On the 2d of November, 1761, a grant was made by the governor of the province of New-Hampshire, in the name of the king, by which a certain tract of land, in that province, was granted to the inhabitants of the said province, and of the king's other governments, and to their heirs and assigns, whose names were entered on the grant. The tract so granted, was to be incorporated into a town, by the name of New-Haven, and to be divided into sixty-eight shares, one of which was granted to 'The Society for the Propagation of the Gospel in Foreign Parts.' The tract of land, thus granted, was divided among the grantees by sundry votes and proceedings of a majority of them; which, by the law and usage of Vermont, render such partition legal. The premises demanded by the plaintiffs, in this ejectment, were set off to them in the above partition, but they had no agency in the division, nor was it necessary, by the law and usage of Vermont, in order to render the same valid.

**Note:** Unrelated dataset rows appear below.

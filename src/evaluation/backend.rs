//! Novelty evaluation backend client.

use std::time::Duration;

use async_trait::async_trait;
use reqwest::multipart::{Form, Part};

use crate::config::EvaluatorConfig;
use crate::evaluation::types::{EvaluationReport, UpstreamError};
use crate::observability::metrics;

const SERVICE: &str = "evaluator";

/// Evaluates a document for novelty.
#[async_trait]
pub trait EvaluationBackend: Send + Sync {
    async fn evaluate(
        &self,
        file_name: &str,
        document: Vec<u8>,
    ) -> Result<EvaluationReport, UpstreamError>;
}

/// Join a base URL and a route without doubling slashes.
pub(crate) fn join_url(base: &str, path: &str) -> String {
    let base = base.trim_end_matches('/');
    let path = path.trim_start_matches('/');
    format!("{base}/{path}")
}

pub(crate) fn transport_error(service: &'static str, e: reqwest::Error) -> UpstreamError {
    let message = if e.is_timeout() {
        "request timed out".to_string()
    } else {
        e.to_string()
    };
    UpstreamError::Http { service, message }
}

/// HTTP client for the evaluation service's multipart `/upload/` route.
#[derive(Debug, Clone)]
pub struct HttpEvaluationBackend {
    client: reqwest::Client,
    base_url: String,
}

impl HttpEvaluationBackend {
    pub fn new(config: &EvaluatorConfig) -> Result<Self, UpstreamError> {
        let client = reqwest::Client::builder()
            .timeout(Duration::from_secs(config.timeout_secs))
            .build()
            .map_err(|e| UpstreamError::Http {
                service: SERVICE,
                message: format!("failed to build http client: {e}"),
            })?;
        Ok(Self {
            client,
            base_url: config.base_url.clone(),
        })
    }
}

#[async_trait]
impl EvaluationBackend for HttpEvaluationBackend {
    async fn evaluate(
        &self,
        file_name: &str,
        document: Vec<u8>,
    ) -> Result<EvaluationReport, UpstreamError> {
        let url = join_url(&self.base_url, "upload/");
        let size = document.len();
        let part = Part::bytes(document)
            .file_name(file_name.to_string())
            .mime_str("application/pdf")
            .map_err(|e| transport_error(SERVICE, e))?;
        let form = Form::new().part("file", part);

        tracing::info!(url = %url, file = %file_name, bytes = size, "Submitting document for evaluation");

        let resp = self
            .client
            .post(&url)
            .multipart(form)
            .send()
            .await
            .map_err(|e| {
                metrics::record_upstream(SERVICE, "error");
                transport_error(SERVICE, e)
            })?;

        let status = resp.status();
        if !status.is_success() {
            metrics::record_upstream(SERVICE, "error");
            let body = resp.text().await.unwrap_or_default();
            return Err(UpstreamError::Status {
                service: SERVICE,
                status: status.as_u16(),
                body,
            });
        }

        let report: EvaluationReport = resp.json().await.map_err(|e| {
            metrics::record_upstream(SERVICE, "error");
            UpstreamError::Decode {
                service: SERVICE,
                message: e.to_string(),
            }
        })?;

        metrics::record_upstream(SERVICE, "ok");
        tracing::info!(
            is_unique = report.is_unique,
            uniqueness_score = report.uniqueness_score,
            "Evaluation complete"
        );
        Ok(report)
    }
}
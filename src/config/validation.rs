//! Configuration validation.
//!
//! # Responsibilities
//! - Semantic validation (serde handles syntactic)
//! - Validate value ranges (timeouts > 0, poll interval > 0)
//! - Check that URLs and the contract address parse
//!
//! # Design Decisions
//! - Returns all validation errors, not just first
//! - Validation is pure function: AppConfig → Result<(), Vec<ValidationError>>
//! - Runs before config is accepted into the system

use alloy::primitives::Address;

use crate::config::schema::AppConfig;

/// A single semantic problem with a configuration.
#[derive(Debug, Clone, PartialEq, Eq)]
pub struct ValidationError {
    /// Dotted path of the offending field, e.g. `ledger.rpc_url`.
    pub field: &'static str,
    pub message: String,
}

impl ValidationError {
    fn new(field: &'static str, message: impl Into<String>) -> Self {
        Self {
            field,
            message: message.into(),
        }
    }
}

impl std::fmt::Display for ValidationError {
    fn fmt(&self, f: &mut std::fmt::Formatter<'_>) -> std::fmt::Result {
        write!(f, "{}: {}", self.field, self.message)
    }
}

/// Validate a parsed configuration.
pub fn validate_config(config: &AppConfig) -> Result<(), Vec<ValidationError>> {
    let mut errors = Vec::new();

    let ledger = &config.ledger;
    if let Err(e) = ledger.rpc_url.parse::<url::Url>() {
        errors.push(ValidationError::new(
            "ledger.rpc_url",
            format!("invalid URL '{}': {}", ledger.rpc_url, e),
        ));
    }
    for failover in &ledger.failover_urls {
        if failover.parse::<url::Url>().is_err() {
            errors.push(ValidationError::new(
                "ledger.failover_urls",
                format!("invalid URL '{}'", failover),
            ));
        }
    }
    if ledger.contract_address.parse::<Address>().is_err() {
        errors.push(ValidationError::new(
            "ledger.contract_address",
            format!("'{}' is not a 20-byte hex address", ledger.contract_address),
        ));
    }
    if ledger.rpc_timeout_secs == 0 {
        errors.push(ValidationError::new("ledger.rpc_timeout_secs", "must be > 0"));
    }
    if ledger.confirmation_timeout_secs == 0 {
        errors.push(ValidationError::new(
            "ledger.confirmation_timeout_secs",
            "must be > 0",
        ));
    }
    if ledger.poll_interval_ms == 0 {
        errors.push(ValidationError::new("ledger.poll_interval_ms", "must be > 0"));
    }

    if config.evaluator.base_url.trim().is_empty() {
        errors.push(ValidationError::new("evaluator.base_url", "must not be empty"));
    } else if config.evaluator.base_url.parse::<url::Url>().is_err() {
        errors.push(ValidationError::new(
            "evaluator.base_url",
            format!("invalid URL '{}'", config.evaluator.base_url),
        ));
    }
    if config.evaluator.timeout_secs == 0 {
        errors.push(ValidationError::new("evaluator.timeout_secs", "must be > 0"));
    }

    if config.storage.pinata_url.parse::<url::Url>().is_err() {
        errors.push(ValidationError::new(
            "storage.pinata_url",
            format!("invalid URL '{}'", config.storage.pinata_url),
        ));
    }
    if !matches!(config.storage.cid_version, 0 | 1) {
        errors.push(ValidationError::new("storage.cid_version", "must be 0 or 1"));
    }

    if config.observability.metrics_enabled
        && config
            .observability
            .metrics_address
            .parse::<std::net::SocketAddr>()
            .is_err()
    {
        errors.push(ValidationError::new(
            "observability.metrics_address",
            format!("'{}' is not a socket address", config.observability.metrics_address),
        ));
    }

    if errors.is_empty() {
        Ok(())
    } else {
        Err(errors)
    }
}

#[cfg(test)]
mod tests {
    use super::*;

    #[test]
    fn test_default_config_is_valid() {
        assert!(validate_config(&AppConfig::default()).is_ok());
    }

    #[test]
    fn test_collects_every_error() {
        let mut config = AppConfig::default();
        config.ledger.rpc_url = "not a url".to_string();
        config.ledger.contract_address = "0x1234".to_string();
        config.ledger.poll_interval_ms = 0;
        config.evaluator.base_url = "  ".to_string();

        let errors = validate_config(&config).unwrap_err();
        let fields: Vec<_> = errors.iter().map(|e| e.field).collect();
        assert_eq!(
            fields,
            vec![
                "ledger.rpc_url",
                "ledger.contract_address",
                "ledger.poll_interval_ms",
                "evaluator.base_url",
            ]
        );
    }

    #[test]
    fn test_metrics_address_checked_only_when_enabled() {
        let mut config = AppConfig::default();
        config.observability.metrics_address = "nowhere".to_string();
        assert!(validate_config(&config).is_ok());

        config.observability.metrics_enabled = true;
        let errors = validate_config(&config).unwrap_err();
        assert_eq!(errors[0].field, "observability.metrics_address");
    }
}
//! Evaluate → pin → submit.

use std::path::Path;
use std::sync::Arc;

use crate::evaluation::{
    ContentId, Decision, EvaluationBackend, EvaluationReport, EvaluationResult, StorageUploader,
    UpstreamError,
};
use crate::workflow::controller::SubmissionController;
use crate::workflow::status::SubmissionStatus;

/// Outcome of evaluation plus pinning.
#[derive(Debug, Clone, PartialEq)]
pub enum Prepared {
    /// Not novel; nothing was pinned.
    NotUnique(EvaluationReport),
    /// Pinned and ready to submit.
    Ready {
        report: EvaluationReport,
        result: EvaluationResult,
    },
}

/// Result of a full run.
#[derive(Debug, Clone, PartialEq)]
pub struct RunOutcome {
    pub report: EvaluationReport,
    /// `None` when the document was not unique.
    pub result: Option<EvaluationResult>,
    pub status: SubmissionStatus,
    /// Status line as a user would see it.
    pub status_line: String,
}

/// Drives the evaluation and storage collaborators before handing off to
/// the submission controller.
#[derive(Clone)]
pub struct EvaluationOrchestrator {
    evaluator: Arc<dyn EvaluationBackend>,
    uploader: Arc<dyn StorageUploader>,
}

impl EvaluationOrchestrator {
    pub fn new(evaluator: Arc<dyn EvaluationBackend>, uploader: Arc<dyn StorageUploader>) -> Self {
        Self {
            evaluator,
            uploader,
        }
    }

    /// Evaluate a document held in memory.
    pub async fn evaluate(
        &self,
        file_name: &str,
        document: Vec<u8>,
    ) -> Result<EvaluationReport, UpstreamError> {
        self.evaluator.evaluate(file_name, document).await
    }

    /// Read and evaluate the document at `path`.
    pub async fn evaluate_file(&self, path: &Path) -> Result<EvaluationReport, UpstreamError> {
        let (file_name, document) = read_document(path).await?;
        self.evaluate(&file_name, document).await
    }

    /// Pin the full report and return its content identifier.
    pub async fn pin(&self, report: &EvaluationReport) -> Result<ContentId, UpstreamError> {
        self.uploader.upload(report).await
    }

    /// Evaluate, and pin only when the document is unique.
    pub async fn prepare(
        &self,
        file_name: &str,
        document: Vec<u8>,
    ) -> Result<Prepared, UpstreamError> {
        let report = self.evaluate(file_name, document).await?;
        if !report.is_unique {
            tracing::info!(
                uniqueness_score = report.uniqueness_score,
                "Document is not unique; skipping upload"
            );
            return Ok(Prepared::NotUnique(report));
        }

        let content_id = self.pin(&report).await?;
        let result = EvaluationResult::new(content_id, report.uniqueness_score, Decision::Unique);
        Ok(Prepared::Ready { report, result })
    }

    /// The whole workflow. Upstream failures abort before the ledger is touched;
    /// wallet and ledger outcomes end up in the returned status. A failed
    /// connect ends the run without a submit.
    pub async fn run(
        &self,
        file_name: &str,
        document: Vec<u8>,
        controller: &mut SubmissionController,
    ) -> Result<RunOutcome, UpstreamError> {
        let (report, result) = match self.prepare(file_name, document).await? {
            Prepared::NotUnique(report) => {
                return Ok(RunOutcome {
                    report,
                    result: None,
                    status: controller.status(),
                    status_line: controller.status_line(),
                });
            }
            Prepared::Ready { report, result } => (report, result),
        };

        if controller.account().is_none()
            && !matches!(controller.connect().await, SubmissionStatus::Connected(_))
        {
            // Keep the wallet failure and its notice as the outcome.
            return Ok(RunOutcome {
                report,
                result: Some(result),
                status: controller.status(),
                status_line: controller.status_line(),
            });
        }
        controller.submit(&result).await;

        Ok(RunOutcome {
            report,
            result: Some(result),
            status: controller.status(),
            status_line: controller.status_line(),
        })
    }

    /// [`run`](Self::run) for a document on disk.
    pub async fn run_file(
        &self,
        path: &Path,
        controller: &mut SubmissionController,
    ) -> Result<RunOutcome, UpstreamError> {
        let (file_name, document) = read_document(path).await?;
        self.run(&file_name, document, controller).await
    }
}

impl std::fmt::Debug for EvaluationOrchestrator {
    fn fmt(&self, f: &mut std::fmt::Formatter<'_>) -> std::fmt::Result {
        f.debug_struct("EvaluationOrchestrator").finish_non_exhaustive()
    }
}

async fn read_document(path: &Path) -> Result<(String, Vec<u8>), UpstreamError> {
    let document = tokio::fs::read(path)
        .await
        .map_err(|e| UpstreamError::Document {
            path: path.display().to_string(),
            message: e.to_string(),
        })?;
    let file_name = path
        .file_name()
        .map(|name| name.to_string_lossy().into_owned())
        .unwrap_or_else(|| "document.pdf".to_string());
    Ok((file_name, document))
}
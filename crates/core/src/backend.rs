// Player backend abstraction
// The backend owns decoding and output; the controller only drives it.

use crate::error::Result;

/// Identifies one loaded session. Backend callbacks carry it so that late
/// callbacks from a replaced session can be recognised.
pub type SessionId = u64;

/// A loaded platform player bound to one media locator.
///
/// Callbacks (prepared, completion, error) are not registered on the backend.
/// The host delivers them to the controller as [`BackendEvent`] values on the
/// control thread.
pub trait PlayerBackend: Send {
    /// Start or resume playback
    fn start(&mut self) -> Result<()>;

    /// Pause playback
    fn pause(&mut self) -> Result<()>;

    /// Stop playback. The handle stays allocated until released.
    fn stop(&mut self) -> Result<()>;

    /// Seek to a position in milliseconds. Values are passed through unchecked.
    fn seek_to(&mut self, position_ms: i64) -> Result<()>;

    fn is_playing(&self) -> bool;

    /// Total duration in milliseconds, negative when unknown
    fn duration(&self) -> i64;

    /// Current position in milliseconds
    fn current_position(&self) -> i64;

    /// Whether the media is ready to start. Backends that prepare
    /// asynchronously return false and later report [`BackendEvent::Prepared`].
    fn is_prepared(&self) -> bool {
        true
    }

    /// Free the native resources. Called exactly once per handle.
    fn release(&mut self) -> Result<()>;
}

/// Creates backends for locators
pub trait BackendFactory: Send {
    /// Load `locator`. Callbacks for the new backend must be reported with
    /// `session_id`.
    fn create(&mut self, session_id: SessionId, locator: &str) -> Result<Box<dyn PlayerBackend>>;
}

/// Asynchronous notifications from a backend
#[derive(Debug, Clone, Copy, PartialEq, Eq)]
pub enum BackendEvent {
    /// Media finished preparing
    Prepared,

    /// Playback reached the end of the media
    Completed,

    /// Runtime failure reported by the platform player
    Error { what: i32, extra: i32 },
}
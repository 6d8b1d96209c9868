// Media service shell around the playback controller
// Hosts the controller behind intents, native handles, and JNI entry points

pub mod config;
pub mod event_queue;
pub mod intent;
pub mod logging;
pub mod registry;
pub mod service;

#[cfg(feature = "android")]
mod jni_bridge;

// Re-exports
pub use config::{LogConfig, ServiceConfig};
pub use event_queue::EventQueue;
pub use intent::{Episode, Intent, StartMode};
pub use logging::init_logging;
pub use service::MediaService;
pub use smodr_core::{
    BackendEvent, BackendFactory, ControllerConfig, MediaCommand, MediaError, PlaybackController,
    PlaybackEvent, PlaybackObserver, PlaybackState, PlayerBackend, Result, SessionId,
};
// Deferred observer delivery
// Events are queued while the service is locked and delivered afterwards,
// so a listener may call back into the service from its callbacks.

use parking_lot::Mutex;
use smodr_core::{PlaybackEvent, PlaybackObserver};
use std::collections::VecDeque;

/// Observer that buffers events until the host drains them
#[derive(Default)]
pub struct EventQueue {
    events: Mutex<VecDeque<PlaybackEvent>>,
}

impl EventQueue {
    pub fn new() -> Self {
        Self {
            events: Mutex::new(VecDeque::new()),
        }
    }

    /// Take every queued event, oldest first
    pub fn drain(&self) -> Vec<PlaybackEvent> {
        self.events.lock().drain(..).collect()
    }

    pub fn is_empty(&self) -> bool {
        self.events.lock().is_empty()
    }
}

impl PlaybackObserver for EventQueue {
    fn on_start_playback(&self) {
        self.events.lock().push_back(PlaybackEvent::Started);
    }

    fn on_stop_playback(&self) {
        self.events.lock().push_back(PlaybackEvent::Stopped);
    }

    fn on_completion(&self) {
        self.events.lock().push_back(PlaybackEvent::Completed);
    }
}
// Process-wide handle registry for services driven through native entry points

use crate::service::MediaService;
use once_cell::sync::Lazy;
use parking_lot::Mutex;
use smodr_core::{MediaError, Result};
use std::collections::HashMap;

static SERVICE_REGISTRY: Lazy<Mutex<HashMap<i64, MediaService>>> =
    Lazy::new(|| Mutex::new(HashMap::new()));
static NEXT_SERVICE_ID: Lazy<Mutex<i64>> = Lazy::new(|| Mutex::new(1));

/// Store a service and return its handle
pub fn register_service(service: MediaService) -> i64 {
    let mut next = NEXT_SERVICE_ID.lock();
    let id = *next;
    *next += 1;
    drop(next);

    SERVICE_REGISTRY.lock().insert(id, service);
    log::info!("Media service registered with handle {}", id);
    id
}

/// Remove a service from the registry, handing ownership back
pub fn unregister_service(id: i64) -> Result<MediaService> {
    SERVICE_REGISTRY
        .lock()
        .remove(&id)
        .ok_or(MediaError::InvalidHandle(id))
}

pub fn with_service_mut<R>(id: i64, f: impl FnOnce(&mut MediaService) -> R) -> Result<R> {
    let mut registry = SERVICE_REGISTRY.lock();
    let service = registry.get_mut(&id).ok_or(MediaError::InvalidHandle(id))?;
    Ok(f(service))
}

pub fn with_service<R>(id: i64, f: impl FnOnce(&MediaService) -> R) -> Result<R> {
    let registry = SERVICE_REGISTRY.lock();
    let service = registry.get(&id).ok_or(MediaError::InvalidHandle(id))?;
    Ok(f(service))
}

/// Publish `entry` under `id`, then run `attach`.
///
/// The entry is visible in `slots` while `attach` runs. If `attach` fails the
/// previous entry (or its absence) is restored.
pub fn install_with_rollback<T>(
    slots: &Mutex<HashMap<i64, T>>,
    id: i64,
    entry: T,
    attach: impl FnOnce() -> Result<()>,
) -> Result<()> {
    let previous = slots.lock().insert(id, entry);
    let result = attach();
    if result.is_err() {
        let mut slots = slots.lock();
        match previous {
            Some(previous) => {
                slots.insert(id, previous);
            }
            None => {
                slots.remove(&id);
            }
        }
    }
    result
}

/// Map a result to the native status code: 0 on success, -1 on failure
pub fn to_code(result: Result<()>) -> i32 {
    match result {
        Ok(()) => 0,
        Err(err) => {
            log::error!("Native call failed: {}", err);
            -1
        }
    }
}
// Playback controller: one session, one backend handle, one observer

use crate::backend::{BackendEvent, BackendFactory, PlayerBackend, SessionId};
use crate::command::MediaCommand;
use crate::config::ControllerConfig;
use crate::observer::{ObserverSlot, PlaybackEvent, PlaybackObserver};
use crate::state::{PlaybackState, PlaybackStatus};
use std::sync::Arc;

/// Live binding between the controller and one loaded locator.
/// Dropping the session releases the backend handle.
struct Session {
    id: SessionId,
    locator: String,
    backend: Box<dyn PlayerBackend>,
}

impl Drop for Session {
    fn drop(&mut self) {
        log::info!("Releasing session {} ({})", self.id, self.locator);
        if let Err(e) = self.backend.release() {
            log::error!("Failed to release backend for session {}: {}", self.id, e);
        }
    }
}

/// Translates commands into backend calls and relays lifecycle events.
///
/// Every public operation absorbs backend failures: errors are logged and
/// reflected only through state (`is_playing` false, queries returning -1).
/// All calls are expected on a single control thread.
pub struct PlaybackController {
    factory: Box<dyn BackendFactory>,
    config: ControllerConfig,
    session: Option<Session>,
    state: PlaybackState,
    observer: ObserverSlot,
    next_session_id: SessionId,
}
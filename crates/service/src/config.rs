// Service configuration, loaded from the JSON the host passes at creation

use serde::Deserialize;
use smodr_core::{ControllerConfig, MediaError, Result};
use std::str::FromStr;

#[derive(Debug, Clone, PartialEq, Eq, Deserialize)]
#[serde(default)]
pub struct LogConfig {
    /// Logcat tag on Android
    pub tag: String,
    /// Maximum level: off, error, warn, info, debug, trace
    pub level: String,
}

impl Default for LogConfig {
    fn default() -> Self {
        Self {
            tag: "SmodrMedia".to_string(),
            level: "info".to_string(),
        }
    }
}

impl LogConfig {
    pub fn level_filter(&self) -> Result<log::LevelFilter> {
        log::LevelFilter::from_str(&self.level)
            .map_err(|_| MediaError::Config(format!("unknown log level: {}", self.level)))
    }
}

#[derive(Debug, Clone, PartialEq, Eq, Default, Deserialize)]
#[serde(default)]
pub struct ServiceConfig {
    pub controller: ControllerConfig,
    pub log: LogConfig,
}

impl ServiceConfig {
    /// Parse and validate a config. Missing fields take their defaults.
    pub fn from_json(json: &str) -> Result<Self> {
        let config: ServiceConfig =
            serde_json::from_str(json).map_err(|e| MediaError::Config(e.to_string()))?;
        config.validate()?;
        Ok(config)
    }

    pub fn validate(&self) -> Result<()> {
        self.controller.validate()?;
        self.log.level_filter()?;
        Ok(())
    }
}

On the 30th of October, 1794, the Legislature of Vermont passed an act, declaring, that the rights to land in that State, granted under the authority of the British government, previous to the revolution, to 'The Society for the Propagation of the Gospel in Foreign Parts,' were thereby granted severally to the respective towns in which such lands lay, and to their use for ever. The act then proceeds to authorize the selectmen of each town, to sue for and recover such lands, if necessary, and to lease them out, reserving an annual rent, to be appropriated to the support of schools. Under this law, the selectmen of the town of New-Haven executed a perpetual lease of a part of the demanded premises, to the defendant, William Wheeler, on the 10th of February, 1800, reserving an annual rent of 5 dollars and 50 cents; immediately after which, the said Wheeler entered upon the land so leased, and has ever since held the possession thereof. Similar donations were made, about the same time with the above grant, to the plaintiffs, of lands lying within the limits of Vermont, by the governor of New-Hampshire, in the name of the king; but the plaintiffs never entered upon such lands, nor upon the demanded premises, nor in any manner asserted a claim or title thereto, until the commencement of this suit.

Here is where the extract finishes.